For most of our planet’s history, the only life were single-celled bacteria without a nucleus and organelles, called prokaryotes. They first arose about 3.5 billion years ago, though what happened after that, in terms of when exactly they began to evolve into eukaryotes, or more complex forms of life, is unclear. Fossilized prokaryotes have been found in rocks predating most geological periods. While Earth is the only place in the Universe where life is known to exist, some have suggested that there is evidence on Mars of fossil or living prokaryotes. Here on Earth, prokaryotes live in nearly all environments.
You may find it intuitive to discern life from non-life, but in the context of physics, it’s actually very hard to deliver. Dolphins and rocks obey the same physical laws; trees and solar panels both transform energy from the sun, recycling it into energy. This translation problem - how do you say “life” in the lingo of physics? - has been baffling physicists for quite a while. But in 2016, biophysicist Jeremy England, an assistant professor at MIT, published two papers claiming to resolve the apparent contradictions between physics and biology. His theory, 'Dissipative Adaptation', looks at life through the lens of modern physics, and challenges us to rethink the functions that make it so mysterious.
If a random group of atoms has an external energy source like the sun and is surrounded by something that can absorb heat like the ocean or an atmosphere, those atoms are likely to restructure themselves to harvest increasingly more energy. Structure and the ability to use energy sound intriguingly like what it takes to turn non-life into life, i.e. biological life. The first paper by Jeremy England, in the Proceedings of the National Academy of Sciences, shows that life-like structural arrangements of atoms can spontaneously arise. The second paper, published in Physics Review Letters, shows that when driven by an external energy source – the sun, in this case – these atoms rearrange themselves in order to absorb and emit the energy more efficiently. Importantly, these life-like structures started to copy themselves in order to better handle this energy flow. What we now start to uncover with various scientific methodologies is essentially the same: emergence of ever more complex structures is programmed into the nature of our evolving cosmos.
All life on Earth performs computations – and all computations require energy. From unicellular amoeba to multicellular organisms like humans, one of the most basic biological computations common across life is translation: processing information from a genome and writing that into proteins. Translation turns out to be extremely efficient.Life, when viewed as a computational process, aims to optimize the storage and use of meaningful information. Once we regard living organisms as agents performing computations - collecting and storing information about an unpredictable environment - capacities and considerations such as replication, adaptation, agency, purpose and meaning can be understood as arising not from evolutionary random walk, but as inevitable consequences of physical laws. If we are to reconceptualize the origins of life in light of new evidence that was hiding in plain sight, the notion that biological life is a “cosmic imperative” gets all support it needs. In other words, organic life had to eventually emerge.

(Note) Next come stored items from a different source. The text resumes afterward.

//! Adapter capability contract.
//!
//! Each model-file format is driven by one adapter that translates the
//! unified contract into calls against an externally supplied native
//! inference runtime. The core consumes this trait polymorphically and
//! never implements it itself.

use std::collections::HashMap;
use std::path::Path;
use std::sync::Arc;

use async_trait::async_trait;
use serde::{Deserialize, Serialize};

use crate::adapter::model::LoadedModel;
use crate::error::Result;

/// Closed set of supported model-file formats.
#[derive(Debug, Clone, Copy, PartialEq, Eq, Hash, Serialize, Deserialize)]
pub enum ModelFormat {
    Gguf,
    Onnx,
    TfLite,
    CoreMl,
}

impl ModelFormat {
    /// File extensions recognized for this format.
    pub fn extensions(&self) -> &[&str] {
        match self {
            ModelFormat::Gguf => &["gguf"],
            ModelFormat::Onnx => &["onnx", "ort"],
            ModelFormat::TfLite => &["tflite", "lite"],
            ModelFormat::CoreMl => &["mlmodel", "mlpackage"],
        }
    }

    pub fn name(&self) -> &str {
        match self {
            ModelFormat::Gguf => "GGUF (llama.cpp)",
            ModelFormat::Onnx => "ONNX Runtime",
            ModelFormat::TfLite => "TensorFlow Lite",
            ModelFormat::CoreMl => "CoreML",
        }
    }

    /// Short lowercase tag used in model ids and log fields.
    pub fn tag(&self) -> &str {
        match self {
            ModelFormat::Gguf => "gguf",
            ModelFormat::Onnx => "onnx",
            ModelFormat::TfLite => "tflite",
            ModelFormat::CoreMl => "coreml",
        }
    }

    pub fn all() -> &'static [ModelFormat] {
        &[ModelFormat::Gguf, ModelFormat::Onnx, ModelFormat::TfLite, ModelFormat::CoreMl]
    }
}

/// Closed set of task modalities a model can serve.
#[derive(Debug, Clone, Copy, PartialEq, Eq, Hash, Serialize, Deserialize)]
pub enum ModelType {
    Llm,
    Vision,
    Audio,
    Embedding,
}

impl ModelType {
    pub fn name(&self) -> &str {
        match self {
            ModelType::Llm => "llm",
            ModelType::Vision => "vision",
            ModelType::Audio => "audio",
            ModelType::Embedding => "embedding",
        }
    }
}

/// Immutable descriptor of an on-disk model. Produced by resolution,
/// never mutated afterwards.
#[derive(Debug, Clone, Serialize, Deserialize)]
pub struct ModelInfo {
    pub name: String,
    pub format: ModelFormat,
    pub model_type: ModelType,
    /// Reported byte size of the weight file; feeds cache accounting.
    pub size: u64,
    pub version: String,
    /// Blake3 content hash, hex-encoded. None when hashing was skipped
    /// (file above the configured threshold).
    pub checksum: Option<String>,
    pub metadata: HashMap<String, String>,
}

/// Static adapter-scoped descriptor consumed only by selection scoring.
#[derive(Debug, Clone, Serialize, Deserialize)]
pub struct AdapterCapabilities {
    pub supports_streaming: bool,
    pub supports_gpu: bool,
    pub quantization_levels: Vec<String>,
    pub max_context_length: Option<u32>,
    pub file_extensions: Vec<String>,
}

/// Per-load tuning knobs passed through to the native runtime.
#[derive(Debug, Clone, Serialize, Deserialize)]
pub struct LoadOptions {
    pub context_size: Option<u32>,
    pub batch_size: Option<u32>,
    pub threads: Option<u32>,
    pub gpu_layers: Option<u32>,
    pub extra: serde_json::Value,
}

impl Default for LoadOptions {
    fn default() -> Self {
        Self {
            context_size: None,
            batch_size: None,
            threads: None,
            gpu_layers: None,
            extra: serde_json::json!({}),
        }
    }
}

/// Format driver contract.
///
/// `can_handle` must be a pure predicate: it is called speculatively
/// across the whole adapter set on every selection. `unload_model` must
/// be safe to call with an unknown id and must release every native
/// resource before returning; cache and registry rely on that to bound
/// memory.
#[async_trait]
pub trait ModelAdapter: Send + Sync {
    fn format(&self) -> ModelFormat;

    fn supported_types(&self) -> &[ModelType];

    fn can_handle(&self, path: &Path, info: Option<&ModelInfo>) -> bool;

    fn capabilities(&self) -> AdapterCapabilities;

    /// Construct a model instance. The returned model's id is unique for
    /// the process lifetime and the model holds this adapter as its
    /// owner, which is why the receiver is `Arc<Self>`.
    async fn load_model(self: Arc<Self>, path: &Path, options: LoadOptions)
        -> Result<LoadedModel>;

    /// Tear down a model instance. No-op on unknown ids.
    async fn unload_model(&self, model_id: &str) -> Result<()>;
}

/// Default `can_handle` used by the shipped adapters: extension match,
/// with a declared format taking precedence when a descriptor is present.
pub fn extension_can_handle(
    format: ModelFormat,
    path: &Path,
    info: Option<&ModelInfo>,
) -> bool {
    if let Some(info) = info {
        return info.format == format;
    }
    match path.extension().and_then(|e| e.to_str()) {
        Some(ext) => format.extensions().contains(&ext.to_lowercase().as_str()),
        None => false,
    }
}
//! Stream combinators used by the dispatch layer.
//!
//! `stream_with_timeout` bounds the gap between produced items; the map
//! and batch transforms are pure sequence operations.

use std::future::Future;
use std::time::Duration;

use futures_util::{Stream, StreamExt};

use crate::error::{Result, RuntimeError};

/// Wrap a fallible stream so that each individual "produce next item" step
/// must complete within `per_item`. The window resets on every produced
/// item. On expiry a Timeout error is yielded and the underlying stream is
/// dropped, which runs the producer's cleanup path. Native resource
/// release stays the adapter's unload responsibility.
pub fn stream_with_timeout<S, T>(
    stream: S,
    per_item: Duration,
) -> impl Stream<Item = Result<T>> + Send
where
    S: Stream<Item = Result<T>> + Send + 'static,
    T: Send + 'static,
{
    async_stream::stream! {
        futures_util::pin_mut!(stream);
        loop {
            match tokio::time::timeout(per_item, stream.next()).await {
                Ok(Some(item)) => yield item,
                Ok(None) => break,
                Err(_) => {
                    yield Err(RuntimeError::Timeout {
                        waited_ms: per_item.as_millis() as u64,
                    });
                    break;
                }
            }
        }
    }
}

/// Map each item through a possibly-asynchronous function.
pub fn transform_stream<S, T, U, F, Fut>(stream: S, f: F) -> impl Stream<Item = U> + Send
where
    S: Stream<Item = T> + Send + 'static,
    T: Send + 'static,
    U: Send + 'static,
    F: Fn(T) -> Fut + Send + 'static,
    Fut: Future<Output = U> + Send,
{
    async_stream::stream! {
        futures_util::pin_mut!(stream);
        while let Some(item) = stream.next().await {
            yield f(item).await;
        }
    }
}

/// Batch items into fixed-size groups; a final partial group is flushed at
/// end of sequence.
pub fn buffer_stream<S, T>(stream: S, size: usize) -> impl Stream<Item = Vec<T>> + Send
where
    S: Stream<Item = T> + Send + 'static,
    T: Send + 'static,
{
    let size = size.max(1);
    async_stream::stream! {
        futures_util::pin_mut!(stream);
        let mut batch = Vec::with_capacity(size);
        while let Some(item) = stream.next().await {
            batch.push(item);
            if batch.len() == size {
                yield std::mem::replace(&mut batch, Vec::with_capacity(size));
            }
        }
        if !batch.is_empty() {
            yield batch;
        }
    }
}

Conventional wisdom holds that complex structures evolve from simpler ones, step-by-step, through a gradual evolutionary process, with Darwinian selection favoring intermediate forms along the way. In this traditional view of evolution, our cellular complexity evolved from early eukaryotes via random genetic mutation and selection. But recently some scholars have proposed that complexity can arise by other means - as a side effect, for instance - even without natural selection to promote it. Studies suggest that random mutations that individually have no effect on an organism can fuel the emergence of complexity in a process known as 'Constructive Neutral Evolution'.

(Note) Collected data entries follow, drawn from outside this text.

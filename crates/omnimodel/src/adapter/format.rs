//! Format detection from file extension.

use std::path::Path;

use tracing::debug;

use crate::adapter::contract::ModelFormat;

pub struct FormatDetector;

impl FormatDetector {
    pub fn detect_from_path(path: &Path) -> Option<ModelFormat> {
        let extension = path.extension()?.to_str()?.to_lowercase();

        let format = if ModelFormat::Gguf.extensions().contains(&extension.as_str()) {
            Some(ModelFormat::Gguf)
        } else if ModelFormat::Onnx.extensions().contains(&extension.as_str()) {
            Some(ModelFormat::Onnx)
        } else if ModelFormat::TfLite.extensions().contains(&extension.as_str()) {
            if extension == "tflite" {
                Some(ModelFormat::TfLite)
            } else {
                // ".lite" is ambiguous; only accept it when the filename
                // makes the format explicit.
                path.file_name()
                    .and_then(|n| n.to_str())
                    .filter(|name| name.contains("tflite") || name.contains("tf_lite"))
                    .map(|_| ModelFormat::TfLite)
            }
        } else if ModelFormat::CoreMl.extensions().contains(&extension.as_str()) {
            Some(ModelFormat::CoreMl)
        } else {
            None
        };

        if let Some(fmt) = format {
            debug!("Detected model format: {} for file: {}", fmt.name(), path.display());
        }
        format
    }

    pub fn supported_extensions() -> Vec<String> {
        ModelFormat::all()
            .iter()
            .flat_map(|format| format.extensions().iter().map(|e| e.to_string()))
            .collect()
    }
}
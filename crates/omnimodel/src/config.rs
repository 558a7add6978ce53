// omnimodel/crates/omnimodel/src/config.rs

use anyhow::Result;
use std::env;
use std::path::PathBuf;
use sysinfo::System;
use tracing::{info, warn};

/// Verbosity threshold consumed by the dispatch layer's log gate.
#[derive(Debug, Clone, Copy, PartialEq, Eq, PartialOrd, Ord)]
pub enum LogLevel {
    Debug,
    Info,
    Warn,
    Error,
}

impl LogLevel {
    pub fn parse(value: &str) -> Option<Self> {
        match value.to_lowercase().as_str() {
            "debug" => Some(LogLevel::Debug),
            "info" => Some(LogLevel::Info),
            "warn" | "warning" => Some(LogLevel::Warn),
            "error" => Some(LogLevel::Error),
            _ => None,
        }
    }

    /// Whether a message at `level` passes this threshold.
    pub fn allows(&self, level: LogLevel) -> bool {
        level >= *self
    }
}

#[derive(Debug, Clone)]
pub struct Config {
    /// Upper bound on resident model bytes in the LRU cache.
    pub cache_capacity_bytes: u64,
    /// Where downloaded models land.
    pub cache_dir: PathBuf,
    pub log_level: LogLevel,
    /// Files above this size skip content hashing during resolution.
    pub checksum_threshold_bytes: u64,
    pub download_retries: u32,
    pub download_base_delay_ms: u64,
    /// Backpressure bound on concurrently active token streams.
    pub max_concurrent_streams: usize,
    /// Ring size for the recent-token diagnostics buffer.
    pub token_buffer_capacity: usize,
    /// Per-token stall budget for streamed generation; None disables it.
    pub token_timeout_ms: Option<u64>,
}

impl Config {
    pub fn from_env() -> Result<Self> {
        // Auto-size the cache when unset: a quarter of system memory,
        // clamped to a sane window.
        let cache_capacity_bytes =
            match env::var("OMNIMODEL_CACHE_CAPACITY_BYTES").ok().as_deref() {
                Some("auto") | None => Self::auto_detect_cache_capacity(),
                Some(raw) => raw.parse().unwrap_or_else(|_| {
                    warn!("Unparsable OMNIMODEL_CACHE_CAPACITY_BYTES={}, using auto", raw);
                    Self::auto_detect_cache_capacity()
                }),
            };

        let cache_dir = env::var("OMNIMODEL_CACHE_DIR")
            .map(PathBuf::from)
            .unwrap_or_else(|_| std::env::temp_dir().join("omnimodel").join("models"));

        let log_level = env::var("OMNIMODEL_LOG_LEVEL")
            .ok()
            .and_then(|v| LogLevel::parse(&v))
            .unwrap_or(LogLevel::Info);

        let config = Self {
            cache_capacity_bytes,
            cache_dir,
            log_level,
            checksum_threshold_bytes: env::var("OMNIMODEL_CHECKSUM_THRESHOLD_BYTES")
                .ok()
                .and_then(|v| v.parse().ok())
                .unwrap_or(512 * 1024 * 1024),
            download_retries: env::var("OMNIMODEL_DOWNLOAD_RETRIES")
                .ok()
                .and_then(|v| v.parse().ok())
                .unwrap_or(3),
            download_base_delay_ms: env::var("OMNIMODEL_DOWNLOAD_BASE_DELAY_MS")
                .ok()
                .and_then(|v| v.parse().ok())
                .unwrap_or(500),
            max_concurrent_streams: env::var("OMNIMODEL_MAX_CONCURRENT_STREAMS")
                .ok()
                .and_then(|v| v.parse().ok())
                .unwrap_or(4),
            token_buffer_capacity: env::var("OMNIMODEL_TOKEN_BUFFER_CAPACITY")
                .ok()
                .and_then(|v| v.parse().ok())
                .unwrap_or(64),
            token_timeout_ms: match env::var("OMNIMODEL_TOKEN_TIMEOUT_MS").ok().as_deref() {
                Some("0") | Some("off") => None,
                Some(raw) => raw.parse().ok().or(Some(30_000)),
                None => Some(30_000),
            },
        };

        info!(
            "Runtime configuration: cache {} MB at {}, {} concurrent streams",
            config.cache_capacity_bytes / 1024 / 1024,
            config.cache_dir.display(),
            config.max_concurrent_streams
        );
        Ok(config)
    }

    fn auto_detect_cache_capacity() -> u64 {
        let mut system = System::new_all();
        system.refresh_memory();
        let total = system.total_memory();
        let quarter = total / 4;
        let min = 1024 * 1024 * 1024u64;
        let max = 32 * 1024 * 1024 * 1024u64;
        let capacity = quarter.clamp(min, max);
        info!(
            "Auto-sized model cache: {} MB ({} MB system memory)",
            capacity / 1024 / 1024,
            total / 1024 / 1024
        );
        capacity
    }
}

impl Default for Config {
    fn default() -> Self {
        Self {
            cache_capacity_bytes: 4 * 1024 * 1024 * 1024,
            cache_dir: std::env::temp_dir().join("omnimodel").join("models"),
            log_level: LogLevel::Info,
            checksum_threshold_bytes: 512 * 1024 * 1024,
            download_retries: 3,
            download_base_delay_ms: 500,
            max_concurrent_streams: 4,
            token_buffer_capacity: 64,
            token_timeout_ms: Some(30_000),
        }
    }
}

#[cfg(test)]
mod tests {
    use super::*;

    // ===== Log level tests =====

    #[test]
    fn test_log_level_parsing() {
        assert_eq!(LogLevel::parse("debug"), Some(LogLevel::Debug));
        assert_eq!(LogLevel::parse("INFO"), Some(LogLevel::Info));
        assert_eq!(LogLevel::parse("warning"), Some(LogLevel::Warn));
        assert_eq!(LogLevel::parse("error"), Some(LogLevel::Error));
        assert_eq!(LogLevel::parse("verbose"), None);
    }

    #[test]
    fn test_log_level_threshold() {
        assert!(LogLevel::Info.allows(LogLevel::Warn));
        assert!(LogLevel::Info.allows(LogLevel::Info));
        assert!(!LogLevel::Info.allows(LogLevel::Debug));
        assert!(LogLevel::Error.allows(LogLevel::Error));
        assert!(!LogLevel::Error.allows(LogLevel::Warn));
        assert!(LogLevel::Debug.allows(LogLevel::Debug));
    }

    // ===== Defaults =====

    #[test]
    fn test_default_config_is_sane() {
        let config = Config::default();
        assert!(config.cache_capacity_bytes >= 1024 * 1024 * 1024);
        assert!(config.max_concurrent_streams > 0);
        assert!(config.token_buffer_capacity > 0);
        assert!(config.download_retries <= 10);
        assert!(config.token_timeout_ms.unwrap() > 0);
    }

    #[test]
    fn test_auto_detected_capacity_is_clamped() {
        let capacity = Config::auto_detect_cache_capacity();
        assert!(capacity >= 1024 * 1024 * 1024);
        assert!(capacity <= 32 * 1024 * 1024 * 1024);
    }

    #[test]
    fn test_checksum_threshold_below_capacity() {
        let config = Config::default();
        assert!(config.checksum_threshold_bytes <= config.cache_capacity_bytes);
    }
}
//! Best-effort hardware snapshot.
//!
//! Detection runs once per process and the snapshot is reused for every
//! adapter selection. Consumers only read the booleans; how they were
//! computed is deliberately outside the core's contract. Environment
//! overrides (`OMNIMODEL_HAS_GPU`, `OMNIMODEL_HAS_NPU`) take precedence
//! over probing, which also keeps tests hermetic.

use std::sync::{Mutex, OnceLock};

use serde::Serialize;
use sysinfo::System;
use tracing::info;

#[derive(Debug, Clone, Serialize)]
pub struct HardwareInfo {
    pub platform: String,
    pub has_gpu: bool,
    pub has_npu: bool,
    pub memory_mb: u64,
    pub cpu_cores: u32,
    pub architecture: String,
}

fn snapshot_cell() -> &'static Mutex<Option<HardwareInfo>> {
    static CELL: OnceLock<Mutex<Option<HardwareInfo>>> = OnceLock::new();
    CELL.get_or_init(|| Mutex::new(None))
}

/// The cached snapshot, detecting on first use.
pub fn hardware_info() -> HardwareInfo {
    let mut cached = snapshot_cell().lock().unwrap();
    if let Some(info) = cached.as_ref() {
        return info.clone();
    }
    let info = detect();
    info!(
        "Hardware snapshot: platform={} gpu={} npu={} mem={}MB cores={} arch={}",
        info.platform, info.has_gpu, info.has_npu, info.memory_mb, info.cpu_cores,
        info.architecture
    );
    *cached = Some(info.clone());
    info
}

/// Drop the cached snapshot so the next call re-detects. Test hook; also
/// useful after an eGPU attach/detach.
pub fn reset_hardware_cache() {
    *snapshot_cell().lock().unwrap() = None;
}

fn env_flag(name: &str) -> Option<bool> {
    std::env::var(name).ok().map(|v| {
        matches!(v.to_lowercase().as_str(), "1" | "true" | "yes")
    })
}

fn detect() -> HardwareInfo {
    let mut system = System::new_all();
    system.refresh_memory();

    let has_gpu = env_flag("OMNIMODEL_HAS_GPU").unwrap_or_else(probe_gpu);
    let has_npu = env_flag("OMNIMODEL_HAS_NPU").unwrap_or(false);

    HardwareInfo {
        platform: std::env::consts::OS.to_string(),
        has_gpu,
        has_npu,
        memory_mb: system.total_memory() / 1024 / 1024,
        cpu_cores: num_cpus::get() as u32,
        architecture: std::env::consts::ARCH.to_string(),
    }
}

/// GPU probing is best effort and never fails: Apple Silicon has a Metal
/// GPU by construction; elsewhere the presence of nvidia-smi is the
/// cheapest reliable signal without linking a vendor library.
fn probe_gpu() -> bool {
    if cfg!(target_os = "macos") && std::env::consts::ARCH == "aarch64" {
        return true;
    }
    std::process::Command::new("nvidia-smi")
        .arg("--list-gpus")
        .output()
        .map(|out| out.status.success())
        .unwrap_or(false)
}
//! Per-model performance records.
//!
//! Updates are merges: only the fields present in an update overwrite the
//! previous record, and a fresh record starts from zeros. One writer per
//! model id at a time is assumed; the store itself is just a concurrent
//! map.

use dashmap::DashMap;
use serde::Serialize;

#[derive(Debug, Clone, Default, Serialize)]
pub struct PerformanceMetrics {
    pub inference_time_ms: f64,
    pub memory_usage_bytes: u64,
    pub tokens_per_second: Option<f64>,
    pub load_time_ms: Option<f64>,
}

/// Partial update; unset fields keep their previous value.
#[derive(Debug, Clone, Default)]
pub struct MetricsUpdate {
    pub inference_time_ms: Option<f64>,
    pub memory_usage_bytes: Option<u64>,
    pub tokens_per_second: Option<f64>,
    pub load_time_ms: Option<f64>,
}

pub struct MetricsStore {
    records: DashMap<String, PerformanceMetrics>,
}

impl MetricsStore {
    pub fn new() -> Self {
        Self { records: DashMap::new() }
    }

    pub fn record(&self, model_id: &str, update: MetricsUpdate) {
        let mut entry = self.records.entry(model_id.to_string()).or_default();
        if let Some(v) = update.inference_time_ms {
            entry.inference_time_ms = v;
        }
        if let Some(v) = update.memory_usage_bytes {
            entry.memory_usage_bytes = v;
        }
        if let Some(v) = update.tokens_per_second {
            entry.tokens_per_second = Some(v);
        }
        if let Some(v) = update.load_time_ms {
            entry.load_time_ms = Some(v);
        }
    }

    pub fn get(&self, model_id: &str) -> Option<PerformanceMetrics> {
        self.records.get(model_id).map(|r| r.clone())
    }

    pub fn remove(&self, model_id: &str) {
        self.records.remove(model_id);
    }

    pub fn all(&self) -> Vec<(String, PerformanceMetrics)> {
        self.records.iter().map(|r| (r.key().clone(), r.value().clone())).collect()
    }
}

impl Default for MetricsStore {
    fn default() -> Self {
        Self::new()
    }
}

In 2005, biologist James Shapiro at the University of Chicago outlined a radical new narrative. He argued that eukaryotic cells work “intelligently” to adapt a host organism to its environment by manipulating their own DNA in response to environmental stimuli. Recent microbiological findings lend hefty support to this idea. For example, mammals’ immune systems have the tendency to duplicate sequences of DNA in order to generate effective antibodies to attack disease, and we now know that at least 43% of the human genome is made up of DNA that can be conjured up through a process of “natural genetic engineering”. Now, it may be a bit of a leap of faith to go from smart, self-organizing cells to the brainy sort of intelligence but the key point here is that long before we were conscious, thinking beings, our cells were reading data from the environment and working together to mould us into robust, self-sustaining agents.

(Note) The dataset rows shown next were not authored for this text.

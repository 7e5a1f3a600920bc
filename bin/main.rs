use anyhow::Error as Anyhow;
use clap::Parser;
use cli::Cli;

mod applet;
mod cli;
mod io;

fn main() -> Result<(), Anyhow> {
    let cli = Cli::parse();
    cli.install_logger();
    cli.execute()
}
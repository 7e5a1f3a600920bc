use anyhow::Error as Anyhow;
use clap::Subcommand;
use derive_more::From;
use lib::atomic::Rules;

mod play;
mod replay;

#[derive(Debug, From, Subcommand)]
pub enum Applet {
    Play(play::Play),
    Replay(replay::Replay),
}

impl Default for Applet {
    fn default() -> Self {
        play::Play::default().into()
    }
}

impl Applet {
    pub fn execute(self, rules: Rules) -> Result<(), Anyhow> {
        match self {
            Applet::Play(a) => a.execute(rules),
            Applet::Replay(a) => a.execute(rules),
        }
    }
}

A powerful way to learn how embodied connective intelligence works is to think about a multicellular organism like the human body. The body is made up of trillions of cells. Approximately 37.2 trillion, that’s a lot of cells! Cells are much more like miniature information-processing machines with quite a bit of flexibility. They’re also networked, so they’re able to communicate with other cells in populations. One might say the human body is a colony of trillions of individuals. From moment to moment, this vast array of tiny entities is engaged in an elaborate dance of interactions and exchanges. Multicellular organisms like ourselves depend on a constant flow of information between cells, coordinating their activities in order to proliferate and differentiate. Deciphering the language of intercellular communication has long been one of the central challenges in molecular biology. Caltech scientists have discovered that cells have evolved a way to transmit more messages through a single pathway, or communication channel, than previously thought, by encoding the messages rhythmically over time. Clearly, to be alive is to be a dynamic pattern of continual exchange within and throughout the environment.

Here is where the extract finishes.